┌──

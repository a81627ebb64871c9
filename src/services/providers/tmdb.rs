/// TMDB metadata provider
///
/// One thin client over the TMDB v3 REST API. Authentication is an
/// `api_key` query parameter resolved through [`Credentials`], so the
/// first request may trigger the one-time key fetch.
use std::sync::Arc;

use reqwest::Client as HttpClient;
use serde::de::DeserializeOwned;

use crate::{
    credentials::Credentials,
    error::{AppError, AppResult},
    models::{ApiListItem, ApiListPage, ApiTitleDetails, MediaKind},
    services::providers::{DiscoverFilter, MetadataProvider},
};

#[derive(Clone)]
pub struct TmdbProvider {
    http_client: HttpClient,
    credentials: Arc<Credentials>,
    api_url: String,
}

impl TmdbProvider {
    pub fn new(credentials: Arc<Credentials>, api_url: String) -> Self {
        Self {
            http_client: HttpClient::new(),
            credentials,
            api_url,
        }
    }

    /// Issues a GET with the API key attached and decodes the JSON body
    async fn get_json<T: DeserializeOwned>(
        &self,
        path: &str,
        params: &[(&str, String)],
    ) -> AppResult<T> {
        let keys = self.credentials.get().await?;
        let url = format!("{}{}", self.api_url, path);

        let mut query: Vec<(&str, String)> = vec![("api_key", keys.tmdb_api_key.clone())];
        query.extend_from_slice(params);

        let response = self.http_client.get(&url).query(&query).send().await?;

        if !response.status().is_success() {
            let status = response.status();
            let body = response.text().await.unwrap_or_default();
            return Err(AppError::ExternalApi(format!(
                "TMDB API returned status {}: {}",
                status, body
            )));
        }

        Ok(response.json().await?)
    }
}

/// Query parameters for a discover request
fn discover_params(filter: &DiscoverFilter) -> Vec<(&'static str, String)> {
    let mut params = vec![
        ("language", "en-US".to_string()),
        ("sort_by", "popularity.desc".to_string()),
    ];

    if let Some(genre) = filter.genre {
        params.push(("with_genres", genre.to_string()));
    }
    if let Some(language) = &filter.original_language {
        params.push(("with_original_language", language.clone()));
    }

    params
}

#[async_trait::async_trait]
impl MetadataProvider for TmdbProvider {
    async fn search_multi(&self, query: &str) -> AppResult<Vec<ApiListItem>> {
        let page: ApiListPage = self
            .get_json("/search/multi", &[("query", query.to_string())])
            .await?;

        tracing::info!(
            query = %query,
            results = page.results.len(),
            provider = "tmdb",
            "Multi search completed"
        );

        Ok(page.results)
    }

    async fn search_movies(&self, query: &str) -> AppResult<Vec<ApiListItem>> {
        let page: ApiListPage = self
            .get_json("/search/movie", &[("query", query.to_string())])
            .await?;

        tracing::info!(
            query = %query,
            results = page.results.len(),
            provider = "tmdb",
            "Movie search completed"
        );

        Ok(page.results)
    }

    async fn discover(
        &self,
        kind: MediaKind,
        filter: DiscoverFilter,
    ) -> AppResult<Vec<ApiListItem>> {
        let path = format!("/discover/{}", kind.as_str());
        let page: ApiListPage = self.get_json(&path, &discover_params(&filter)).await?;

        tracing::info!(
            kind = %kind,
            genre = ?filter.genre,
            results = page.results.len(),
            provider = "tmdb",
            "Discover completed"
        );

        Ok(page.results)
    }

    async fn trending_movies(&self) -> AppResult<Vec<ApiListItem>> {
        let page: ApiListPage = self.get_json("/trending/movie/week", &[]).await?;

        tracing::info!(
            results = page.results.len(),
            provider = "tmdb",
            "Trending fetched"
        );

        Ok(page.results)
    }

    async fn popular_movies(&self) -> AppResult<Vec<ApiListItem>> {
        let page: ApiListPage = self
            .get_json(
                "/movie/popular",
                &[
                    ("language", "en-US".to_string()),
                    ("page", "1".to_string()),
                ],
            )
            .await?;

        tracing::info!(
            results = page.results.len(),
            provider = "tmdb",
            "Popular movies fetched"
        );

        Ok(page.results)
    }

    async fn title_details(&self, kind: MediaKind, id: u64) -> AppResult<ApiTitleDetails> {
        let path = format!("/{}/{}", kind.as_str(), id);
        let details: ApiTitleDetails = self
            .get_json(
                &path,
                &[("append_to_response", "videos,similar".to_string())],
            )
            .await?;

        tracing::info!(
            kind = %kind,
            id = id,
            provider = "tmdb",
            "Title details fetched"
        );

        Ok(details)
    }
}

#[cfg(test)]
mod tests {
    use super::*;
    use crate::models::GenreId;

    #[test]
    fn test_discover_params_without_genre() {
        let params = discover_params(&DiscoverFilter::by_genre(None));
        assert_eq!(
            params,
            vec![
                ("language", "en-US".to_string()),
                ("sort_by", "popularity.desc".to_string()),
            ]
        );
    }

    #[test]
    fn test_discover_params_with_genre() {
        let params = discover_params(&DiscoverFilter::by_genre(Some(GenreId(28))));
        assert!(params.contains(&("with_genres", "28".to_string())));
        assert!(!params.iter().any(|(name, _)| *name == "with_original_language"));
    }

    #[test]
    fn test_discover_params_anime_proxy() {
        let params = discover_params(&DiscoverFilter::anime());
        assert!(params.contains(&("with_genres", "16".to_string())));
        assert!(params.contains(&("with_original_language", "ja".to_string())));
        assert!(params.contains(&("sort_by", "popularity.desc".to_string())));
    }
}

└──

Task: What you return must match the records exactly, line for line.

Result of this task:
repository a81627ebb64871c9
filename src/services/providers/tmdb.rs
/// TMDB metadata provider
///
/// One thin client over the TMDB v3 REST API. Authentication is an
/// `api_key` query parameter resolved through [`Credentials`], so the
/// first request may trigger the one-time key fetch.
use std::sync::Arc;

use reqwest::Client as HttpClient;
use serde::de::DeserializeOwned;

use crate::{
    credentials::Credentials,
    error::{AppError, AppResult},
    models::{ApiListItem, ApiListPage, ApiTitleDetails, MediaKind},
    services::providers::{DiscoverFilter, MetadataProvider},
};

#[derive(Clone)]
pub struct TmdbProvider {
    http_client: HttpClient,
    credentials: Arc<Credentials>,
    api_url: String,
}

impl TmdbProvider {
    pub fn new(credentials: Arc<Credentials>, api_url: String) -> Self {
        Self {
            http_client: HttpClient::new(),
            credentials,
            api_url,
        }
    }

    /// Issues a GET with the API key attached and decodes the JSON body
    async fn get_json<T: DeserializeOwned>(
        &self,
        path: &str,
        params: &[(&str, String)],
    ) -> AppResult<T> {
        let keys = self.credentials.get().await?;
        let url = format!("{}{}", self.api_url, path);

        let mut query: Vec<(&str, String)> = vec![("api_key", keys.tmdb_api_key.clone())];
        query.extend_from_slice(params);

        let response = self.http_client.get(&url).query(&query).send().await?;

        if !response.status().is_success() {
            let status = response.status();
            let body = response.text().await.unwrap_or_default();
            return Err(AppError::ExternalApi(format!(
                "TMDB API returned status {}: {}",
                status, body
            )));
        }

        Ok(response.json().await?)
    }
}

/// Query parameters for a discover request
fn discover_params(filter: &DiscoverFilter) -> Vec<(&'static str, String)> {
    let mut params = vec![
        ("language", "en-US".to_string()),
        ("sort_by", "popularity.desc".to_string()),
    ];

    if let Some(genre) = filter.genre {
        params.push(("with_genres", genre.to_string()));
    }
    if let Some(language) = &filter.original_language {
        params.push(("with_original_language", language.clone()));
    }

    params
}

#[async_trait::async_trait]
impl MetadataProvider for TmdbProvider {
    async fn search_multi(&self, query: &str) -> AppResult<Vec<ApiListItem>> {
        let page: ApiListPage = self
            .get_json("/search/multi", &[("query", query.to_string())])
            .await?;

        tracing::info!(
            query = %query,
            results = page.results.len(),
            provider = "tmdb",
            "Multi search completed"
        );

        Ok(page.results)
    }

    async fn search_movies(&self, query: &str) -> AppResult<Vec<ApiListItem>> {
        let page: ApiListPage = self
            .get_json("/search/movie", &[("query", query.to_string())])
            .await?;

        tracing::info!(
            query = %query,
            results = page.results.len(),
            provider = "tmdb",
            "Movie search completed"
        );

        Ok(page.results)
    }

    async fn discover(
        &self,
        kind: MediaKind,
        filter: DiscoverFilter,
    ) -> AppResult<Vec<ApiListItem>> {
        let path = format!("/discover/{}", kind.as_str());
        let page: ApiListPage = self.get_json(&path, &discover_params(&filter)).await?;

        tracing::info!(
            kind = %kind,
            genre = ?filter.genre,
            results = page.results.len(),
            provider = "tmdb",
            "Discover completed"
        );

        Ok(page.results)
    }

    async fn trending_movies(&self) -> AppResult<Vec<ApiListItem>> {
        let page: ApiListPage = self.get_json("/trending/movie/week", &[]).await?;

        tracing::info!(
            results = page.results.len(),
            provider = "tmdb",
            "Trending fetched"
        );

        Ok(page.results)
    }

    async fn popular_movies(&self) -> AppResult<Vec<ApiListItem>> {
        let page: ApiListPage = self
            .get_json(
                "/movie/popular",
                &[
                    ("language", "en-US".to_string()),
                    ("page", "1".to_string()),
                ],
            )
            .await?;

        tracing::info!(
            results = page.results.len(),
            provider = "tmdb",
            "Popular movies fetched"
        );

        Ok(page.results)
    }

    async fn title_details(&self, kind: MediaKind, id: u64) -> AppResult<ApiTitleDetails> {
        let path = format!("/{}/{}", kind.as_str(), id);
        let details: ApiTitleDetails = self
            .get_json(
                &path,
                &[("append_to_response", "videos,similar".to_string())],
            )
            .await?;

        tracing::info!(
            kind = %kind,
            id = id,
            provider = "tmdb",
            "Title details fetched"
        );

        Ok(details)
    }
}

#[cfg(test)]
mod tests {
    use super::*;
    use crate::models::GenreId;

    #[test]
    fn test_discover_params_without_genre() {
        let params = discover_params(&DiscoverFilter::by_genre(None));
        assert_eq!(
            params,
            vec![
                ("language", "en-US".to_string()),
                ("sort_by", "popularity.desc".to_string()),
            ]
        );
    }

    #[test]
    fn test_discover_params_with_genre() {
        let params = discover_params(&DiscoverFilter::by_genre(Some(GenreId(28))));
        assert!(params.contains(&("with_genres", "28".to_string())));
        assert!(!params.iter().any(|(name, _)| *name == "with_original_language"));
    }

    #[test]
    fn test_discover_params_anime_proxy() {
        let params = discover_params(&DiscoverFilter::anime());
        assert!(params.contains(&("with_genres", "16".to_string())));
        assert!(params.contains(&("with_original_language", "ja".to_string())));
        assert!(params.contains(&("sort_by", "popularity.desc".to_string())));
    }
}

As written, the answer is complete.